[Stored data]
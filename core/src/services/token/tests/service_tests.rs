//! Unit tests for token service

use chrono::Utc;
use std::sync::Arc;

use crate::domain::entities::principal::{Principal, PrincipalKind};
use crate::domain::entities::token::{JWT_AUDIENCE, JWT_ISSUER};
use crate::errors::{DomainError, TokenError};
use crate::repositories::token::{InMemoryTokenRepository, TokenRepository};
use crate::services::token::{TokenService, TokenServiceConfig};

fn test_service() -> (Arc<InMemoryTokenRepository>, TokenService<InMemoryTokenRepository>) {
    let repository = Arc::new(InMemoryTokenRepository::new());
    let service = TokenService::new(repository.clone(), TokenServiceConfig::default());
    (repository, service)
}

fn test_principal() -> Principal {
    Principal::new_user("user@example.com".to_string(), "$2b$08$hash".to_string())
}

#[tokio::test]
async fn test_issue_tokens_returns_pair_with_expiries() {
    let (_, service) = test_service();
    let principal = test_principal();

    let pair = service.issue_tokens(&principal).await.unwrap();

    assert!(!pair.access_token.is_empty());
    assert_eq!(pair.refresh_token.len(), 32);
    assert_eq!(pair.access_expires_in, 15 * 60);
    assert_eq!(pair.refresh_expires_in, 7 * 24 * 60 * 60);
}

#[tokio::test]
async fn test_issued_access_token_verifies() {
    let (_, service) = test_service();
    let principal = test_principal();

    let pair = service.issue_tokens(&principal).await.unwrap();
    let claims = service.verify_access_token(&pair.access_token).unwrap();

    assert_eq!(claims.sub, principal.id.to_string());
    assert_eq!(claims.kind, "user");
    assert_eq!(claims.role, "user");
    assert_eq!(claims.iss, JWT_ISSUER);
    assert_eq!(claims.aud, JWT_AUDIENCE);
}

#[tokio::test]
async fn test_access_token_carries_organization_kind() {
    let (_, service) = test_service();
    let mut principal = test_principal();
    principal.kind = PrincipalKind::Organization;

    let pair = service.issue_tokens(&principal).await.unwrap();
    let claims = service.verify_access_token(&pair.access_token).unwrap();

    assert_eq!(claims.kind, "organization");
}

#[tokio::test]
async fn test_garbage_access_token_is_invalid() {
    let (_, service) = test_service();

    let result = service.verify_access_token("not-a-jwt");

    assert!(matches!(
        result,
        Err(DomainError::Token(TokenError::InvalidToken))
    ));
}

#[tokio::test]
async fn test_token_signed_with_other_secret_is_rejected() {
    let repository = Arc::new(InMemoryTokenRepository::new());
    let issuing = TokenService::new(
        repository.clone(),
        TokenServiceConfig {
            jwt_secret: "secret-a".to_string(),
            ..Default::default()
        },
    );
    let verifying = TokenService::new(
        repository,
        TokenServiceConfig {
            jwt_secret: "secret-b".to_string(),
            ..Default::default()
        },
    );

    let pair = issuing.issue_tokens(&test_principal()).await.unwrap();
    let result = verifying.verify_access_token(&pair.access_token);

    assert!(matches!(
        result,
        Err(DomainError::Token(TokenError::InvalidToken))
    ));
}

#[tokio::test]
async fn test_expired_access_token_is_rejected() {
    let repository = Arc::new(InMemoryTokenRepository::new());
    let config = TokenServiceConfig {
        // Issues tokens already past their expiry instant, beyond the
        // decoder's default leeway
        access_token_expiry_minutes: -5,
        ..Default::default()
    };
    let service = TokenService::new(repository, config);

    let pair = service.issue_tokens(&test_principal()).await.unwrap();
    let result = service.verify_access_token(&pair.access_token);

    assert!(matches!(
        result,
        Err(DomainError::Token(TokenError::TokenExpired))
    ));
}

#[tokio::test]
async fn test_refresh_token_stored_as_digest_only() {
    let (repository, service) = test_service();

    let pair = service.issue_tokens(&test_principal()).await.unwrap();

    // The opaque string itself must not be findable; only its hash is.
    assert!(repository
        .find_refresh_token(&pair.refresh_token)
        .await
        .unwrap()
        .is_none());

    let hash = TokenService::<InMemoryTokenRepository>::hash_token(&pair.refresh_token);
    let stored = repository
        .find_refresh_token(&hash)
        .await
        .unwrap()
        .expect("digest should be stored");

    assert!(stored.expires_at > Utc::now());
    assert!(!stored.is_consumed());
}

#[tokio::test]
async fn test_revoke_all_for_principal() {
    let (_, service) = test_service();
    let principal = test_principal();

    service.issue_tokens(&principal).await.unwrap();
    service.issue_tokens(&principal).await.unwrap();

    let revoked = service.revoke_all_for_principal(principal.id).await.unwrap();
    assert_eq!(revoked, 2);
}

#[tokio::test]
async fn test_cleanup_ignores_live_tokens() {
    let (_, service) = test_service();

    service.issue_tokens(&test_principal()).await.unwrap();

    let removed = service.cleanup_expired_tokens().await.unwrap();
    assert_eq!(removed, 0);
}
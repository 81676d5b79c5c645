pub mod r#trait {
    pub use super::trait_::*;
}
#[path = "trait.rs"]
mod trait_;
pub mod memory;

pub use memory::InMemoryPrincipalRepository;
pub use r#trait::PrincipalRepository;

#[cfg(test)]
mod tests;
//! Tests for the credential verifier
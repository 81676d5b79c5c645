//! Configuration module with business-specific sub-modules
//!
//! This module organizes configuration into logical areas:
//! - `auth` - JWT signing and token lifetime configuration
//! - `database` - Database connection and pool configuration

pub mod auth;
pub mod database;

// Re-export commonly used types
pub use auth::JwtConfig;
pub use database::DatabaseConfig;
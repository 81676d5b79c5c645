//! Configuration for the token service

use sg_shared::config::JwtConfig;

use crate::domain::entities::token::{
    ACCESS_TOKEN_EXPIRY_MINUTES, JWT_AUDIENCE, JWT_ISSUER, REFRESH_TOKEN_EXPIRY_DAYS,
};

/// Configuration for the token service
#[derive(Debug, Clone)]
pub struct TokenServiceConfig {
    /// JWT signing secret (HS256)
    pub jwt_secret: String,
    /// JWT issuer claim
    pub issuer: String,
    /// JWT audience claim
    pub audience: String,
    /// Access token expiry in minutes
    pub access_token_expiry_minutes: i64,
    /// Refresh token expiry in days
    pub refresh_token_expiry_days: i64,
}

impl Default for TokenServiceConfig {
    fn default() -> Self {
        Self {
            jwt_secret: "development-secret-please-change-in-production".to_string(),
            issuer: JWT_ISSUER.to_string(),
            audience: JWT_AUDIENCE.to_string(),
            access_token_expiry_minutes: ACCESS_TOKEN_EXPIRY_MINUTES,
            refresh_token_expiry_days: REFRESH_TOKEN_EXPIRY_DAYS,
        }
    }
}

impl From<&JwtConfig> for TokenServiceConfig {
    fn from(config: &JwtConfig) -> Self {
        let defaults = Self::default();
        Self {
            jwt_secret: config.secret.clone(),
            issuer: config.issuer.clone(),
            audience: config.audience.clone().unwrap_or(defaults.audience),
            access_token_expiry_minutes: config.access_token_expiry / 60,
            refresh_token_expiry_days: config.refresh_token_expiry / 86400,
        }
    }
}

#[cfg(test)]
mod tests {
    use super::*;

    #[test]
    fn test_default_expiries() {
        let config = TokenServiceConfig::default();
        assert_eq!(config.access_token_expiry_minutes, 15);
        assert_eq!(config.refresh_token_expiry_days, 7);
        assert_eq!(config.issuer, "signet");
        assert_eq!(config.audience, "signet-api");
    }

    #[test]
    fn test_from_jwt_config() {
        let jwt = JwtConfig {
            secret: "s3cret".to_string(),
            access_token_expiry: 300,
            refresh_token_expiry: 86400,
            issuer: "signet".to_string(),
            audience: Some("signet-api".to_string()),
        };

        let config = TokenServiceConfig::from(&jwt);
        assert_eq!(config.jwt_secret, "s3cret");
        assert_eq!(config.access_token_expiry_minutes, 5);
        assert_eq!(config.refresh_token_expiry_days, 1);
    }
}
//! Tests for principal repository implementations

mod memory_tests;
//! Password hashing module
//!
//! One-way, salted credential transformation. Verification re-derives and
//! compares; the plaintext is never recoverable from the stored value.

mod hasher;

pub use hasher::{PasswordHasher, HASH_COST};
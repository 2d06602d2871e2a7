//! Event handling and background tasks for the TUI.

use std::sync::Arc;
use std::time::Duration;

use chrono::Local;
use crossterm::event::{self, Event as CrosstermEvent, KeyCode, KeyEvent, KeyModifiers};
use tokio::sync::mpsc;
use tracing::warn;

use crate::snapshot::{DashboardSnapshot, SnapshotService};

use super::app::{App, RefreshState};

/// Events that can occur in the application.
#[derive(Debug)]
pub enum Event {
    /// A key was pressed.
    Key(KeyEvent),
    /// Terminal was resized.
    Resize(u16, u16),
    /// Periodic tick for UI updates.
    Tick,
}

/// Messages that update application state.
#[derive(Debug)]
pub enum Message {
    /// Input event from terminal.
    Input(Event),
    /// A refresh started.
    Refreshing,
    /// A refresh finished with a fresh snapshot.
    Snapshot(Box<DashboardSnapshot>),
    /// A refresh failed; the previous snapshot stays on screen.
    FetchFailed(String),
    /// Request to quit the application.
    Quit,
}

/// Actions that require external handling.
#[derive(Debug)]
pub enum Action {
    /// Clear the provider caches and refresh immediately.
    ForceRefresh,
}

/// Spawns a task that polls for terminal events and sends them to a channel.
pub fn spawn_event_reader(tx: mpsc::UnboundedSender<Message>) {
    tokio::spawn(async move {
        loop {
            // Poll for events with a 50ms timeout
            match tokio::task::spawn_blocking(|| {
                if event::poll(Duration::from_millis(50)).unwrap_or(false) {
                    event::read().ok()
                } else {
                    None
                }
            })
            .await
            {
                Ok(Some(CrosstermEvent::Key(key))) => {
                    if tx.send(Message::Input(Event::Key(key))).is_err() {
                        break;
                    }
                }
                Ok(Some(CrosstermEvent::Resize(w, h))) => {
                    if tx.send(Message::Input(Event::Resize(w, h))).is_err() {
                        break;
                    }
                }
                Ok(_) => {}
                Err(_) => break,
            }
        }
    });
}

/// Spawns a task that sends periodic tick events.
pub fn spawn_tick_timer(tx: mpsc::UnboundedSender<Message>, interval_ms: u64) {
    tokio::spawn(async move {
        let mut interval = tokio::time::interval(Duration::from_millis(interval_ms));
        loop {
            interval.tick().await;
            if tx.send(Message::Input(Event::Tick)).is_err() {
                break;
            }
        }
    });
}

/// Spawns the background refresh loop.
///
/// Rebuilds the snapshot immediately, then on every `interval` tick and on
/// every force-refresh request (which also clears the provider caches).
pub fn spawn_refresh_loop(
    service: Arc<SnapshotService>,
    tx: mpsc::UnboundedSender<Message>,
    mut force_rx: mpsc::UnboundedReceiver<()>,
    interval: Duration,
) {
    tokio::spawn(async move {
        let mut ticker = tokio::time::interval(interval);
        loop {
            tokio::select! {
                _ = ticker.tick() => {}
                forced = force_rx.recv() => {
                    if forced.is_none() {
                        break;
                    }
                    service.clear_caches().await;
                }
            }

            if tx.send(Message::Refreshing).is_err() {
                break;
            }
            let today = Local::now().date_naive();
            let message = match service.build(today).await {
                Ok(snapshot) => Message::Snapshot(Box::new(snapshot)),
                Err(e) => {
                    warn!(error = %e, "snapshot refresh failed");
                    Message::FetchFailed(e.to_string())
                }
            };
            if tx.send(message).is_err() {
                break;
            }
        }
    });
}

/// Updates application state based on a message.
pub fn update(app: &mut App, message: Message) -> Option<Action> {
    match message {
        Message::Input(event) => handle_input(app, event),
        Message::Refreshing => {
            app.refresh_state = RefreshState::Refreshing;
            None
        }
        Message::Snapshot(snapshot) => {
            app.apply_snapshot(*snapshot);
            None
        }
        Message::FetchFailed(message) => {
            app.refresh_state = RefreshState::Idle;
            app.show_error(message);
            None
        }
        Message::Quit => {
            app.should_quit = true;
            None
        }
    }
}

/// Handles input events and updates application state.
fn handle_input(app: &mut App, event: Event) -> Option<Action> {
    match event {
        Event::Key(key) => handle_key(app, key),
        Event::Resize(_, _) => None,
        Event::Tick => {
            app.clear_stale_errors();
            None
        }
    }
}

/// Handles key press events.
fn handle_key(app: &mut App, key: KeyEvent) -> Option<Action> {
    match key.code {
        KeyCode::Char('q') if key.modifiers.is_empty() => {
            app.should_quit = true;
            None
        }

        // Tab navigation
        KeyCode::Tab => {
            if key.modifiers.contains(KeyModifiers::SHIFT) {
                app.previous_tab();
            } else {
                app.next_tab();
            }
            None
        }
        KeyCode::BackTab => {
            app.previous_tab();
            None
        }
        KeyCode::Char('l') | KeyCode::Right => {
            app.next_tab();
            None
        }
        KeyCode::Char('h') | KeyCode::Left => {
            app.previous_tab();
            None
        }
        KeyCode::Char(c) if c.is_ascii_digit() => {
            app.select_tab(c.to_digit(10).unwrap_or(0) as usize);
            None
        }

        // Manual refresh: drop caches and refetch
        KeyCode::Char('r') => Some(Action::ForceRefresh),

        _ => None,
    }
}

#[cfg(test)]
mod tests {
    use super::*;
    use crate::tui::app::Tab;
    use crossterm::event::KeyEvent;

    fn key(code: KeyCode) -> Message {
        Message::Input(Event::Key(KeyEvent::from(code)))
    }

    #[test]
    fn q_quits() {
        let mut app = App::new(5);
        update(&mut app, key(KeyCode::Char('q')));
        assert!(app.should_quit);
    }

    #[test]
    fn tab_cycles_through_tabs() {
        let mut app = App::new(5);
        assert_eq!(*app.current_tab(), Tab::Silver);
        update(&mut app, key(KeyCode::Tab));
        assert_eq!(*app.current_tab(), Tab::Ranking);
        update(&mut app, key(KeyCode::Tab));
        assert_eq!(*app.current_tab(), Tab::Silver);
    }

    #[test]
    fn number_keys_jump_to_tab() {
        let mut app = App::new(5);
        update(&mut app, key(KeyCode::Char('2')));
        assert_eq!(*app.current_tab(), Tab::Ranking);
        update(&mut app, key(KeyCode::Char('1')));
        assert_eq!(*app.current_tab(), Tab::Silver);
        // Out-of-range numbers do nothing.
        update(&mut app, key(KeyCode::Char('7')));
        assert_eq!(*app.current_tab(), Tab::Silver);
    }

    #[test]
    fn r_requests_force_refresh() {
        let mut app = App::new(5);
        let action = update(&mut app, key(KeyCode::Char('r')));
        assert!(matches!(action, Some(Action::ForceRefresh)));
    }

    #[test]
    fn fetch_failure_shows_error_and_returns_to_idle() {
        let mut app = App::new(5);
        update(&mut app, Message::Refreshing);
        assert_eq!(app.refresh_state, RefreshState::Refreshing);

        update(&mut app, Message::FetchFailed("http error: timeout".into()));
        assert_eq!(app.refresh_state, RefreshState::Idle);
        assert_eq!(
            app.error_message.as_ref().map(|e| e.message.as_str()),
            Some("http error: timeout")
        );
    }
}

## HOW TO COMPLETE THIS TASK
Starting with the first line of the entries and ending with the line that has "assert_eq!(pair.access_expires_in, 15 *", copy each line exactly and add nothing.

## ANSWER SECTION
filename core/src/services/token/tests/service_tests.rs
//! Unit tests for token service

use chrono::Utc;
use std::sync::Arc;

use crate::domain::entities::principal::{Principal, PrincipalKind};
use crate::domain::entities::token::{JWT_AUDIENCE, JWT_ISSUER};
use crate::errors::{DomainError, TokenError};
use crate::repositories::token::{InMemoryTokenRepository, TokenRepository};
use crate::services::token::{TokenService, TokenServiceConfig};

fn test_service() -> (Arc<InMemoryTokenRepository>, TokenService<InMemoryTokenRepository>) {
    let repository = Arc::new(InMemoryTokenRepository::new());
    let service = TokenService::new(repository.clone(), TokenServiceConfig::default());
    (repository, service)
}

fn test_principal() -> Principal {
    Principal::new_user("user@example.com".to_string(), "$2b$08$hash".to_string())
}

#[tokio::test]
async fn test_issue_tokens_returns_pair_with_expiries() {
    let (_, service) = test_service();
    let principal = test_principal();

    let pair = service.issue_tokens(&principal).await.unwrap();

    assert!(!pair.access_token.is_empty());
    assert_eq!(pair.refresh_token.len(), 32);
    assert_eq!(pair.access_expires_in, 15 * 60);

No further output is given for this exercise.